Every record is to be restated exactly, with nothing left out.

========================================

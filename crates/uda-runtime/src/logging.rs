use std::fmt;
use std::sync::Once;

use serde::{Deserialize, Serialize};
use time::macros::format_description;
use time::OffsetDateTime;
use tracing::{Event, Subscriber};
use tracing_subscriber::fmt::format::Writer;
use tracing_subscriber::fmt::{FmtContext, FormatEvent, FormatFields, MakeWriter};
use tracing_subscriber::prelude::*;
use tracing_subscriber::registry::LookupSpan;
use tracing_subscriber::{fmt as fmt_layer, EnvFilter};

static INIT: Once = Once::new();

const FALLBACK_FILTER: &str = "info";

#[derive(Debug, Clone, Copy, Default, Serialize, Deserialize, Eq, PartialEq)]
#[serde(rename_all = "snake_case")]
pub enum LogFormat {
    /// `YYYY-MM-DD HH:MM:SS | LEVEL | target | message`
    #[default]
    Pipe,
    Json,
}

impl LogFormat {
    #[must_use]
    pub fn as_str(self) -> &'static str {
        match self {
            Self::Pipe => "pipe",
            Self::Json => "json",
        }
    }

    #[must_use]
    pub fn parse(value: &str) -> Option<Self> {
        match value.to_ascii_lowercase().as_str() {
            "pipe" | "text" => Some(Self::Pipe),
            "json" => Some(Self::Json),
            _ => None,
        }
    }
}

/// Event formatter producing the pipe-delimited line layout.
#[derive(Debug, Clone, Copy, Default)]
pub struct PipeFormat;

fn timestamp(now: OffsetDateTime) -> Result<String, time::error::Format> {
    now.format(format_description!(
        "[year]-[month]-[day] [hour]:[minute]:[second]"
    ))
}

impl<S, N> FormatEvent<S, N> for PipeFormat
where
    S: Subscriber + for<'a> LookupSpan<'a>,
    N: for<'a> FormatFields<'a> + 'static,
{
    fn format_event(
        &self,
        ctx: &FmtContext<'_, S, N>,
        mut writer: Writer<'_>,
        event: &Event<'_>,
    ) -> fmt::Result {
        let metadata = event.metadata();
        let stamp = timestamp(OffsetDateTime::now_utc()).map_err(|_| fmt::Error)?;
        write!(
            writer,
            "{} | {} | {} | ",
            stamp,
            metadata.level(),
            metadata.target()
        )?;
        ctx.field_format().format_fields(writer.by_ref(), event)?;
        writeln!(writer)
    }
}

fn env_filter(directives: &str) -> EnvFilter {
    EnvFilter::try_new(directives).unwrap_or_else(|_| EnvFilter::new(FALLBACK_FILTER))
}

/// Subscriber writing pipe-formatted lines to `writer`.
pub fn pipe_subscriber<W>(directives: &str, writer: W) -> impl Subscriber + Send + Sync + 'static
where
    W: for<'w> MakeWriter<'w> + Send + Sync + 'static,
{
    tracing_subscriber::registry()
        .with(
            fmt_layer::layer()
                .with_ansi(false)
                .with_writer(writer)
                .event_format(PipeFormat),
        )
        .with(env_filter(directives))
}

/// Subscriber writing one JSON object per event to `writer`.
pub fn json_subscriber<W>(directives: &str, writer: W) -> impl Subscriber + Send + Sync + 'static
where
    W: for<'w> MakeWriter<'w> + Send + Sync + 'static,
{
    tracing_subscriber::registry()
        .with(
            fmt_layer::layer()
                .json()
                .with_target(true)
                .with_writer(writer),
        )
        .with(env_filter(directives))
}

/// Install the process-wide subscriber, writing to stderr.
///
/// Only the first call in a process does anything; it returns `true` when it
/// installed the subscriber. Invalid filter directives fall back to `info`.
pub fn init_logging(directives: &str, format: LogFormat) -> bool {
    let mut installed = false;
    INIT.call_once(|| {
        let result = match format {
            LogFormat::Pipe => pipe_subscriber(directives, std::io::stderr).try_init(),
            LogFormat::Json => json_subscriber(directives, std::io::stderr).try_init(),
        };
        installed = result.is_ok();
    });
    installed
}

========================================

Solved problem —
filename crates/uda-runtime/src/logging.rs
use std::fmt;
use std::sync::Once;

use serde::{Deserialize, Serialize};
use time::macros::format_description;
use time::OffsetDateTime;
use tracing::{Event, Subscriber};
use tracing_subscriber::fmt::format::Writer;
use tracing_subscriber::fmt::{FmtContext, FormatEvent, FormatFields, MakeWriter};
use tracing_subscriber::prelude::*;
use tracing_subscriber::registry::LookupSpan;
use tracing_subscriber::{fmt as fmt_layer, EnvFilter};

static INIT: Once = Once::new();

const FALLBACK_FILTER: &str = "info";

#[derive(Debug, Clone, Copy, Default, Serialize, Deserialize, Eq, PartialEq)]
#[serde(rename_all = "snake_case")]
pub enum LogFormat {
    /// `YYYY-MM-DD HH:MM:SS | LEVEL | target | message`
    #[default]
    Pipe,
    Json,
}

impl LogFormat {
    #[must_use]
    pub fn as_str(self) -> &'static str {
        match self {
            Self::Pipe => "pipe",
            Self::Json => "json",
        }
    }

    #[must_use]
    pub fn parse(value: &str) -> Option<Self> {
        match value.to_ascii_lowercase().as_str() {
            "pipe" | "text" => Some(Self::Pipe),
            "json" => Some(Self::Json),
            _ => None,
        }
    }
}

/// Event formatter producing the pipe-delimited line layout.
#[derive(Debug, Clone, Copy, Default)]
pub struct PipeFormat;

fn timestamp(now: OffsetDateTime) -> Result<String, time::error::Format> {
    now.format(format_description!(
        "[year]-[month]-[day] [hour]:[minute]:[second]"
    ))
}

impl<S, N> FormatEvent<S, N> for PipeFormat
where
    S: Subscriber + for<'a> LookupSpan<'a>,
    N: for<'a> FormatFields<'a> + 'static,
{
    fn format_event(
        &self,
        ctx: &FmtContext<'_, S, N>,
        mut writer: Writer<'_>,
        event: &Event<'_>,
    ) -> fmt::Result {
        let metadata = event.metadata();
        let stamp = timestamp(OffsetDateTime::now_utc()).map_err(|_| fmt::Error)?;
        write!(
            writer,
            "{} | {} | {} | ",
            stamp,
            metadata.level(),
            metadata.target()
        )?;
        ctx.field_format().format_fields(writer.by_ref(), event)?;
        writeln!(writer)
    }
}

fn env_filter(directives: &str) -> EnvFilter {
    EnvFilter::try_new(directives).unwrap_or_else(|_| EnvFilter::new(FALLBACK_FILTER))
}

/// Subscriber writing pipe-formatted lines to `writer`.
pub fn pipe_subscriber<W>(directives: &str, writer: W) -> impl Subscriber + Send + Sync + 'static
where
    W: for<'w> MakeWriter<'w> + Send + Sync + 'static,
{
    tracing_subscriber::registry()
        .with(
            fmt_layer::layer()
                .with_ansi(false)
                .with_writer(writer)
                .event_format(PipeFormat),
        )
        .with(env_filter(directives))
}

/// Subscriber writing one JSON object per event to `writer`.
pub fn json_subscriber<W>(directives: &str, writer: W) -> impl Subscriber + Send + Sync + 'static
where
    W: for<'w> MakeWriter<'w> + Send + Sync + 'static,
{
    tracing_subscriber::registry()
        .with(
            fmt_layer::layer()
                .json()
                .with_target(true)
                .with_writer(writer),
        )
        .with(env_filter(directives))
}

/// Install the process-wide subscriber, writing to stderr.
///
/// Only the first call in a process does anything; it returns `true` when it
/// installed the subscriber. Invalid filter directives fall back to `info`.
pub fn init_logging(directives: &str, format: LogFormat) -> bool {
    let mut installed = false;
    INIT.call_once(|| {
        let result = match format {
            LogFormat::Pipe => pipe_subscriber(directives, std::io::stderr).try_init(),
            LogFormat::Json => json_subscriber(directives, std::io::stderr).try_init(),
        };
        installed = result.is_ok();
    });
    installed
}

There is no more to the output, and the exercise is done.